*Task goal*. Repeat the records given below in full, with no changes.

+++ Data for analysis

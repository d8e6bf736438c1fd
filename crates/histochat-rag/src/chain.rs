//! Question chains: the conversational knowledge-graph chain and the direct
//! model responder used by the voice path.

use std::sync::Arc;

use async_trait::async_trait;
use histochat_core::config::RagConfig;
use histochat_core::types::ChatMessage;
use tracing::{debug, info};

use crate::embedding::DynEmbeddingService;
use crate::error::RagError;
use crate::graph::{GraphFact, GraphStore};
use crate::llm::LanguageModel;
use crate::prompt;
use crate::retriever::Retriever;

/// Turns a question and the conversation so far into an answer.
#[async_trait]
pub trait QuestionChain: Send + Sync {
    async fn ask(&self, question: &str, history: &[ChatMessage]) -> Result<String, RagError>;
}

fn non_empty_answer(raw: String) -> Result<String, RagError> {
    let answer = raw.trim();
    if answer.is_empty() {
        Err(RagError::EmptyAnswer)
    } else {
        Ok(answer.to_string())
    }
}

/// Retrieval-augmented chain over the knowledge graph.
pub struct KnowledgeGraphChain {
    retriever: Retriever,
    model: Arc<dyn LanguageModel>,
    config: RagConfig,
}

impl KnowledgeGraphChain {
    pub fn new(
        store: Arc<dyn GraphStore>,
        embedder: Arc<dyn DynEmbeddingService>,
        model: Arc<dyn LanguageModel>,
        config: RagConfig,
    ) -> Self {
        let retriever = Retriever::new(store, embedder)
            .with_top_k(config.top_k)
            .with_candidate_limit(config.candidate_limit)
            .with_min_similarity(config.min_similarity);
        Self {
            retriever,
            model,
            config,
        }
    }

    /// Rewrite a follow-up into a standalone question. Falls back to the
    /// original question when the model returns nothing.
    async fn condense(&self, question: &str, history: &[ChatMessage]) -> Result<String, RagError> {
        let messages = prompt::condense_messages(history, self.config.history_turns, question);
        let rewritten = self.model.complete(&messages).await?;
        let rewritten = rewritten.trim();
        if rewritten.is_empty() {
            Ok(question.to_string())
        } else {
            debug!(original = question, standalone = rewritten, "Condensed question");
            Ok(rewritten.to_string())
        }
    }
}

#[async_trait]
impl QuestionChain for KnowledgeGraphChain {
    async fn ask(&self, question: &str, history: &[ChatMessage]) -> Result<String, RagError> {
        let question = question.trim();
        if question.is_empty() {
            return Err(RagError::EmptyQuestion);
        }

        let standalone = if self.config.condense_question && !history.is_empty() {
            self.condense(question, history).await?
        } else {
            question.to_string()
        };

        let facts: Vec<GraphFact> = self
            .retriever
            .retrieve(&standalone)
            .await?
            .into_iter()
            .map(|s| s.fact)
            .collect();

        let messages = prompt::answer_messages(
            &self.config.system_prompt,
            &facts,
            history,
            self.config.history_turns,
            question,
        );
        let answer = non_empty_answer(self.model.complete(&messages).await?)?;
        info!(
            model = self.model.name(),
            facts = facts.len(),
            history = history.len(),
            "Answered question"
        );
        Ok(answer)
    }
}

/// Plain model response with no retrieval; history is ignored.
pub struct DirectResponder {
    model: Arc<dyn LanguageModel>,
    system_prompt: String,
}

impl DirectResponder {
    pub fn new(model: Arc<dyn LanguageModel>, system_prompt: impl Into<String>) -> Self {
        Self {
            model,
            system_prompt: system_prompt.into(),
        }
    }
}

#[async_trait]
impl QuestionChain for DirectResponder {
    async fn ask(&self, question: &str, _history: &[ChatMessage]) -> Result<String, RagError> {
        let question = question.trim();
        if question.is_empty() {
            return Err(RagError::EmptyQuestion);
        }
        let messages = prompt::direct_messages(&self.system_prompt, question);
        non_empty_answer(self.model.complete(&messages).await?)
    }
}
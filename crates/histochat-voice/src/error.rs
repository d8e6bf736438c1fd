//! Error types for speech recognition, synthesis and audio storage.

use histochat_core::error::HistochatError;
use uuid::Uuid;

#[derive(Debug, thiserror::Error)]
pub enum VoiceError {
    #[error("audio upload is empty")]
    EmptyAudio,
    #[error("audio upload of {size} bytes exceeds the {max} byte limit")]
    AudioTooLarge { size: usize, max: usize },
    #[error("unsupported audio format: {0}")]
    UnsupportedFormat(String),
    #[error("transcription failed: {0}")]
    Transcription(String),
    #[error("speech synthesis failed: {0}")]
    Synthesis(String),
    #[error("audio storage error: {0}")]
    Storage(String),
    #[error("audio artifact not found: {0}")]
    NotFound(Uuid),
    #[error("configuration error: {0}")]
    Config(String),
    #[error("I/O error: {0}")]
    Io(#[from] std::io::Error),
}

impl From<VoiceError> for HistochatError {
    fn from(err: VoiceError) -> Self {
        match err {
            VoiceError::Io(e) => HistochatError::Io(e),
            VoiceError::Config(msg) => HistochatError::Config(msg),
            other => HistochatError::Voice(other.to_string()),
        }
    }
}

++++++

*Task response*.
repository d8e6bf736438c1fd
filename crates/histochat-rag/src/chain.rs
//! Question chains: the conversational knowledge-graph chain and the direct
//! model responder used by the voice path.

use std::sync::Arc;

use async_trait::async_trait;
use histochat_core::config::RagConfig;
use histochat_core::types::ChatMessage;
use tracing::{debug, info};

use crate::embedding::DynEmbeddingService;
use crate::error::RagError;
use crate::graph::{GraphFact, GraphStore};
use crate::llm::LanguageModel;
use crate::prompt;
use crate::retriever::Retriever;

/// Turns a question and the conversation so far into an answer.
#[async_trait]
pub trait QuestionChain: Send + Sync {
    async fn ask(&self, question: &str, history: &[ChatMessage]) -> Result<String, RagError>;
}

fn non_empty_answer(raw: String) -> Result<String, RagError> {
    let answer = raw.trim();
    if answer.is_empty() {
        Err(RagError::EmptyAnswer)
    } else {
        Ok(answer.to_string())
    }
}

/// Retrieval-augmented chain over the knowledge graph.
pub struct KnowledgeGraphChain {
    retriever: Retriever,
    model: Arc<dyn LanguageModel>,
    config: RagConfig,
}

impl KnowledgeGraphChain {
    pub fn new(
        store: Arc<dyn GraphStore>,
        embedder: Arc<dyn DynEmbeddingService>,
        model: Arc<dyn LanguageModel>,
        config: RagConfig,
    ) -> Self {
        let retriever = Retriever::new(store, embedder)
            .with_top_k(config.top_k)
            .with_candidate_limit(config.candidate_limit)
            .with_min_similarity(config.min_similarity);
        Self {
            retriever,
            model,
            config,
        }
    }

    /// Rewrite a follow-up into a standalone question. Falls back to the
    /// original question when the model returns nothing.
    async fn condense(&self, question: &str, history: &[ChatMessage]) -> Result<String, RagError> {
        let messages = prompt::condense_messages(history, self.config.history_turns, question);
        let rewritten = self.model.complete(&messages).await?;
        let rewritten = rewritten.trim();
        if rewritten.is_empty() {
            Ok(question.to_string())
        } else {
            debug!(original = question, standalone = rewritten, "Condensed question");
            Ok(rewritten.to_string())
        }
    }
}

#[async_trait]
impl QuestionChain for KnowledgeGraphChain {
    async fn ask(&self, question: &str, history: &[ChatMessage]) -> Result<String, RagError> {
        let question = question.trim();
        if question.is_empty() {
            return Err(RagError::EmptyQuestion);
        }

        let standalone = if self.config.condense_question && !history.is_empty() {
            self.condense(question, history).await?
        } else {
            question.to_string()
        };

        let facts: Vec<GraphFact> = self
            .retriever
            .retrieve(&standalone)
            .await?
            .into_iter()
            .map(|s| s.fact)
            .collect();

        let messages = prompt::answer_messages(
            &self.config.system_prompt,
            &facts,
            history,
            self.config.history_turns,
            question,
        );
        let answer = non_empty_answer(self.model.complete(&messages).await?)?;
        info!(
            model = self.model.name(),
            facts = facts.len(),
            history = history.len(),
            "Answered question"
        );
        Ok(answer)
    }
}

/// Plain model response with no retrieval; history is ignored.
pub struct DirectResponder {
    model: Arc<dyn LanguageModel>,
    system_prompt: String,
}

impl DirectResponder {
    pub fn new(model: Arc<dyn LanguageModel>, system_prompt: impl Into<String>) -> Self {
        Self {
            model,
            system_prompt: system_prompt.into(),
        }
    }
}

#[async_trait]
impl QuestionChain for DirectResponder {
    async fn ask(&self, question: &str, _history: &[ChatMessage]) -> Result<String, RagError> {
        let question = question.trim();
        if question.is_empty() {
            return Err(RagError::EmptyQuestion);
        }
        let messages = prompt::direct_messages(&self.system_prompt, question);
        non_empty_answer(self.model.complete(&messages).await?)
    }
}
filename crates/histochat-voice/src/error.rs
repository d8e6bf736438c1fd
//! Error types for speech recognition, synthesis and audio storage.

use histochat_core::error::HistochatError;
use uuid::Uuid;

#[derive(Debug, thiserror::Error)]
pub enum VoiceError {
    #[error("audio upload is empty")]
    EmptyAudio,
    #[error("audio upload of {size} bytes exceeds the {max} byte limit")]
    AudioTooLarge { size: usize, max: usize },
    #[error("unsupported audio format: {0}")]
    UnsupportedFormat(String),
    #[error("transcription failed: {0}")]
    Transcription(String),
    #[error("speech synthesis failed: {0}")]
    Synthesis(String),
    #[error("audio storage error: {0}")]
    Storage(String),
    #[error("audio artifact not found: {0}")]
    NotFound(Uuid),
    #[error("configuration error: {0}")]
    Config(String),
    #[error("I/O error: {0}")]
    Io(#[from] std::io::Error),
}

impl From<VoiceError> for HistochatError {
    fn from(err: VoiceError) -> Self {
        match err {
            VoiceError::Io(e) => HistochatError::Io(e),
            VoiceError::Config(msg) => HistochatError::Config(msg),
            other => HistochatError::Voice(other.to_string()),
        }
    }
}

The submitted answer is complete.